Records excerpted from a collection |
========================

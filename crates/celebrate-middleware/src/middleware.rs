//! Core middleware traits and types.
//!
//! This module defines the two kinds of stage a [`Pipeline`](crate::Pipeline)
//! chains together:
//!
//! - [`Middleware`] - sees the request on its way to the handler
//! - [`ErrorMiddleware`] - sees a [`MiddlewareError`] that no stage turned
//!   into a response
//!
//! A middleware either produces a response, forwards the request through
//! [`Next`], or fails with an error. Errors skip every remaining middleware
//! and the handler and go to the error handlers, in registration order.
//!
//! # Example
//!
//! ```
//! use celebrate_middleware::{BoxFuture, Middleware, MiddlewareContext, MiddlewareResult, Next, Request};
//!
//! struct LoggingMiddleware;
//!
//! impl Middleware for LoggingMiddleware {
//!     fn name(&self) -> &'static str {
//!         "logging"
//!     }
//!
//!     fn process<'a>(
//!         &'a self,
//!         ctx: &'a mut MiddlewareContext,
//!         request: Request,
//!         next: Next<'a>,
//!     ) -> BoxFuture<'a, MiddlewareResult> {
//!         Box::pin(async move {
//!             tracing::info!(request_id = %ctx.request_id(), "request");
//!             next.run(ctx, request).await
//!         })
//!     }
//! }
//! ```

use crate::context::MiddlewareContext;
use crate::error::MiddlewareError;
use crate::types::{Request, Response};

pub use celebrate_core::BoxFuture;

/// Outcome of a middleware, handler or error handler.
pub type MiddlewareResult = Result<Response, MiddlewareError>;

/// The core middleware trait.
///
/// # Invariants
///
/// - Middleware MUST call `next.run()` at most once
/// - Middleware SHOULD NOT swallow errors from downstream stages
pub trait Middleware: Send + Sync + 'static {
    /// Returns the unique name of this middleware stage.
    ///
    /// This name is used for logging and debugging.
    fn name(&self) -> &'static str;

    /// Processes the request through this middleware.
    fn process<'a>(
        &'a self,
        ctx: &'a mut MiddlewareContext,
        request: Request,
        next: Next<'a>,
    ) -> BoxFuture<'a, MiddlewareResult>;
}

/// Callback to invoke the next middleware in the chain.
pub struct Next<'a> {
    inner: NextInner<'a>,
}

enum NextInner<'a> {
    /// More middleware to process
    Chain {
        middleware: &'a dyn Middleware,
        next: Box<Next<'a>>,
    },
    /// End of chain - invoke the handler
    Handler(Box<dyn FnOnce(&mut MiddlewareContext, Request) -> BoxFuture<'static, MiddlewareResult> + Send + 'a>),
}

impl<'a> Next<'a> {
    /// Creates a new `Next` that will invoke the given middleware.
    pub(crate) fn new(middleware: &'a dyn Middleware, next: Next<'a>) -> Self {
        Self {
            inner: NextInner::Chain {
                middleware,
                next: Box::new(next),
            },
        }
    }

    /// Creates a terminal `Next` that invokes the handler.
    pub fn handler<F>(f: F) -> Self
    where
        F: FnOnce(&mut MiddlewareContext, Request) -> BoxFuture<'static, MiddlewareResult> + Send + 'a,
    {
        Self {
            inner: NextInner::Handler(Box::new(f)),
        }
    }

    /// Invokes the next middleware or handler in the chain.
    ///
    /// This consumes `self` to ensure it can only be called once.
    pub async fn run(self, ctx: &mut MiddlewareContext, request: Request) -> MiddlewareResult {
        match self.inner {
            NextInner::Chain { middleware, next } => middleware.process(ctx, request, *next).await,
            NextInner::Handler(handler) => handler(ctx, request).await,
        }
    }
}

/// An error-handling stage.
///
/// An error handler either turns the error into a response or passes it on
/// through [`ErrorNext`], unchanged or replaced.
pub trait ErrorMiddleware: Send + Sync + 'static {
    /// Returns the unique name of this error handler.
    fn name(&self) -> &'static str;

    /// Handles an error raised by the middleware chain or the handler.
    fn handle<'a>(
        &'a self,
        ctx: &'a mut MiddlewareContext,
        error: MiddlewareError,
        next: ErrorNext<'a>,
    ) -> BoxFuture<'a, MiddlewareResult>;
}

/// Callback to pass an error to the next error handler.
///
/// At the end of the chain the error is returned to the pipeline.
pub struct ErrorNext<'a> {
    inner: Option<(&'a dyn ErrorMiddleware, Box<ErrorNext<'a>>)>,
}

impl<'a> ErrorNext<'a> {
    /// Creates a `Next` that invokes the given error handler.
    pub(crate) fn new(handler: &'a dyn ErrorMiddleware, next: ErrorNext<'a>) -> Self {
        Self {
            inner: Some((handler, Box::new(next))),
        }
    }

    /// Creates the end of the error chain.
    #[must_use]
    pub fn end() -> Self {
        Self { inner: None }
    }

    /// Passes `error` to the next error handler.
    pub async fn run(self, ctx: &mut MiddlewareContext, error: MiddlewareError) -> MiddlewareResult {
        match self.inner {
            Some((handler, next)) => handler.handle(ctx, error, *next).await,
            None => Err(error),
        }
    }
}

========================

Exercise goal |
Exactly the lines from the start of the entries through the one bearing "from downstream stages" are to be output, with both ends included.

Reply |
filename crates/celebrate-middleware/src/middleware.rs
//! Core middleware traits and types.
//!
//! This module defines the two kinds of stage a [`Pipeline`](crate::Pipeline)
//! chains together:
//!
//! - [`Middleware`] - sees the request on its way to the handler
//! - [`ErrorMiddleware`] - sees a [`MiddlewareError`] that no stage turned
//!   into a response
//!
//! A middleware either produces a response, forwards the request through
//! [`Next`], or fails with an error. Errors skip every remaining middleware
//! and the handler and go to the error handlers, in registration order.
//!
//! # Example
//!
//! ```
//! use celebrate_middleware::{BoxFuture, Middleware, MiddlewareContext, MiddlewareResult, Next, Request};
//!
//! struct LoggingMiddleware;
//!
//! impl Middleware for LoggingMiddleware {
//!     fn name(&self) -> &'static str {
//!         "logging"
//!     }
//!
//!     fn process<'a>(
//!         &'a self,
//!         ctx: &'a mut MiddlewareContext,
//!         request: Request,
//!         next: Next<'a>,
//!     ) -> BoxFuture<'a, MiddlewareResult> {
//!         Box::pin(async move {
//!             tracing::info!(request_id = %ctx.request_id(), "request");
//!             next.run(ctx, request).await
//!         })
//!     }
//! }
//! ```

use crate::context::MiddlewareContext;
use crate::error::MiddlewareError;
use crate::types::{Request, Response};

pub use celebrate_core::BoxFuture;

/// Outcome of a middleware, handler or error handler.
pub type MiddlewareResult = Result<Response, MiddlewareError>;

/// The core middleware trait.
///
/// # Invariants
///
/// - Middleware MUST call `next.run()` at most once
/// - Middleware SHOULD NOT swallow errors from downstream stages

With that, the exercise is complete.